So, noticing this, I took the HSF apart and reoriented the clip (the socket on the Iwill is very near the PS, so it's not really possible to clip the HSF on with the clip in the default position.

I put it back together, spread some ASII on the core, clipped the HSF onto the CPU, and booted. It came up, then hung. I did it again, and it hung again, so I checked everything, looked okay, and brought it up into the BIOS's "Health Monitor". I watched the CPU temp jump to 70C and before I could shut it down, the system shut itself off, and caught a whiff of the classic burnt electronics coming off the board.

Pulling apart the HSF I found the CPU burned, the top of the core was fried along the edge, and the ceramic around the core is bubbled!

Assuming all was lost, I nonetheless cleaned it all up, set it up again, and powered it on. It booted, and the core rose to the mid-60's. I underclocked it, and fiddled with the HSF/core some more, and now I can run my 1.2 at 1.1, but it's running anywhere from 50-60C.

Gads! Looking back, I did it right, reorienting the HSF and clip was the right thing to do, but for no reason I can figure, that initial setup let the chip fry.

I don't get it, and I'm bummed. 🙁 I can live with a 1.1 system, but it was oc'ing to 1.35 fine before, although it would hang when the CPU temp went above 50 (hence my notion to set it up better last night). I don't have a lot of faith in the CPU right now, obviously.

Man, these things can be finicky! I'm glad the 1.2's are selling for $111 now, but I've only had this chip for a week or so (and paid $140 for it).

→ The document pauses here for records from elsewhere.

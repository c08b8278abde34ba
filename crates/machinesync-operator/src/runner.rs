//! Controller runner - builds the controller futures
//!
//! Both controllers share one [`Context`] and funnel into the same name-keyed
//! dispatcher; the watches only decide which machine name to enqueue.

use std::future::Future;
use std::pin::Pin;
use std::sync::Arc;

use futures::StreamExt;
use kube::api::DynamicObject;
use kube::runtime::reflector::ObjectRef;
use kube::runtime::watcher::Config as WatcherConfig;
use kube::runtime::Controller;
use kube::{Api, Client, Resource, ResourceExt};

use machinesync_common::crd::{CapiMachine, MapiMachine};
use machinesync_controller::controller::{error_policy, reconcile, reconcile_capi, Context};

/// Watcher timeout (seconds) - must be less than client read_timeout (30s)
const WATCH_TIMEOUT_SECS: u32 = 25;

/// Boxed controller future
pub type ControllerFuture = Pin<Box<dyn Future<Output = ()> + Send>>;

/// Name of the machine an infrastructure machine belongs to
fn owning_machine(infra: &DynamicObject) -> String {
    infra
        .owner_references()
        .iter()
        .find(|o| o.kind == "Machine" && o.controller == Some(true))
        .map(|o| o.name.clone())
        .unwrap_or_else(|| infra.name_any())
}

/// Map infrastructure machine events to the owning machine of kind `K` in `namespace`
fn infra_mapper<K>(
    namespace: String,
) -> impl Fn(DynamicObject) -> Option<ObjectRef<K>> + Send + 'static
where
    K: Resource + 'static,
    K::DynamicType: Default,
{
    move |infra| Some(ObjectRef::<K>::new(&owning_machine(&infra)).within(&namespace))
}

/// Build the machine sync controller futures
pub fn build_controllers(client: Client, ctx: Arc<Context>) -> Vec<ControllerFuture> {
    let mapi_ns = ctx.config.mapi_namespace.clone();
    let capi_ns = ctx.config.capi_namespace.clone();
    let infra_resource = ctx.platform.infra_machine_resource();

    let mapi_machines: Api<MapiMachine> = Api::namespaced(client.clone(), &mapi_ns);
    let capi_machines: Api<CapiMachine> = Api::namespaced(client.clone(), &capi_ns);
    let infra_machines: Api<DynamicObject> =
        Api::namespaced_with(client, &capi_ns, &infra_resource);

    let mapi_ns_for_capi = mapi_ns.clone();

    let mapi_ctrl = Controller::new(
        mapi_machines,
        WatcherConfig::default().timeout(WATCH_TIMEOUT_SECS),
    )
    .watches(
        capi_machines.clone(),
        WatcherConfig::default().timeout(WATCH_TIMEOUT_SECS),
        move |capi: CapiMachine| {
            Some(ObjectRef::<MapiMachine>::new(&capi.name_any()).within(&mapi_ns_for_capi))
        },
    )
    .watches_with(
        infra_machines.clone(),
        infra_resource.clone(),
        WatcherConfig::default().timeout(WATCH_TIMEOUT_SECS),
        infra_mapper::<MapiMachine>(mapi_ns),
    )
    .shutdown_on_signal()
    .run(reconcile, error_policy::<MapiMachine>, ctx.clone())
    .for_each(log_reconcile_result("Machine API machine"));

    let capi_ctrl = Controller::new(
        capi_machines,
        WatcherConfig::default().timeout(WATCH_TIMEOUT_SECS),
    )
    .watches_with(
        infra_machines,
        infra_resource,
        WatcherConfig::default().timeout(WATCH_TIMEOUT_SECS),
        infra_mapper::<CapiMachine>(capi_ns),
    )
    .shutdown_on_signal()
    .run(reconcile_capi, error_policy::<CapiMachine>, ctx)
    .for_each(log_reconcile_result("Cluster API machine"));

    tracing::info!("- Machine API machine controller");
    tracing::info!("- Cluster API machine controller");

    vec![Box::pin(mapi_ctrl), Box::pin(capi_ctrl)]
}

/// Creates a closure for logging reconciliation results.
fn log_reconcile_result<T: std::fmt::Debug, E: std::fmt::Debug>(
    controller_name: &'static str,
) -> impl Fn(Result<T, E>) -> std::future::Ready<()> {
    move |result| {
        match result {
            Ok(action) => tracing::debug!(?action, "{} reconciliation completed", controller_name),
            Err(e) => tracing::error!(error = ?e, "{} reconciliation error", controller_name),
        }
        std::future::ready(())
    }
}
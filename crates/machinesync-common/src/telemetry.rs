//! Tracing initialization
//!
//! JSON structured logging filtered by `RUST_LOG`, with the current span
//! (which carries the machine name on reconcile paths) attached to each line.

use thiserror::Error;
use tracing_subscriber::layer::SubscriberExt;
use tracing_subscriber::util::SubscriberInitExt;
use tracing_subscriber::EnvFilter;

/// Default filter when `RUST_LOG` is not set
pub const DEFAULT_FILTER: &str = "info,machinesync=debug,kube=info,tower=warn,hyper=warn";

/// Errors that can occur during telemetry initialization
#[derive(Debug, Error)]
pub enum TelemetryError {
    /// Failed to initialize tracing subscriber
    #[error("failed to initialize tracing subscriber: {0}")]
    SubscriberInit(String),
}

/// Configuration for telemetry initialization
#[derive(Debug, Clone)]
pub struct TelemetryConfig {
    /// Emit JSON lines (true) or human-readable text (false)
    pub json: bool,

    /// Filter used when `RUST_LOG` is unset
    pub default_filter: String,
}

impl Default for TelemetryConfig {
    fn default() -> Self {
        Self {
            json: true,
            default_filter: DEFAULT_FILTER.to_string(),
        }
    }
}

/// Install the global tracing subscriber
pub fn init_telemetry(config: TelemetryConfig) -> Result<(), TelemetryError> {
    let env_filter = EnvFilter::try_from_default_env()
        .unwrap_or_else(|_| EnvFilter::new(&config.default_filter));

    let registry = tracing_subscriber::registry().with(env_filter);

    let result = if config.json {
        registry
            .with(
                tracing_subscriber::fmt::layer()
                    .json()
                    .with_current_span(true)
                    .with_span_list(false)
                    .with_target(true)
                    .with_file(false)
                    .with_line_number(false),
            )
            .try_init()
    } else {
        registry
            .with(tracing_subscriber::fmt::layer().with_target(true))
            .try_init()
    };

    result.map_err(|e| TelemetryError::SubscriberInit(e.to_string()))
}

#[cfg(test)]
mod tests {
    use super::*;

    #[test]
    fn default_config_is_json_with_crate_debug() {
        let config = TelemetryConfig::default();
        assert!(config.json);
        assert!(config.default_filter.contains("machinesync=debug"));
    }

    #[test]
    fn second_init_reports_error_instead_of_panicking() {
        let first = init_telemetry(TelemetryConfig::default());
        let second = init_telemetry(TelemetryConfig::default());
        // Whichever call lost the race to install the global subscriber errors out
        assert!(first.is_err() || second.is_err());
    }
}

Sorry, just had to vent! Next thing I'm doing is getting a top-grade HSF, and a shim. Wish I'd have done that right off...
 
The point of pressure of the clip (the curve of the clip that pushes the heatsink onto the CPU) is suppose to be right above the CPU on the heatsink, so that the maximum amount of pressure from the clip is squarely above the CPU.
 
the Alpha PAL6035 with the "new" clip is pretty easy to apply...check it out at 2cooltek.com
 
Brats,
You fried your Athlon Classic and now this.
You should slow down a bit, read instructions and check your work.
When you had that on backwards, the heatsink was only touching one side of the CPU.
 


<< Brats,
You fried your Athlon Classic and now this.
You should slow down a bit, read instructions and check your work.
When you had that on backwards, the heatsink was only touching one side of the CPU.
>>



Well, uh, thanks for the advice, I guess 😉. But in my defense: 1) The Volcano II didn't come with instructions, and new as I am to Socket A's, I didn't realize there was an orientation to follow (lesson learned!); 2) Despite being put on backwards, my temps were reasonable at 44-50C; 3) And, most importat, it was only when I correctly reoriented the HSF that the chip fried, in about 15 seconds no less. I truly don't get it. I checked the imprint left by the Artic Silver on the HSF and CPU and there were no contact gaps. It really is perplexing.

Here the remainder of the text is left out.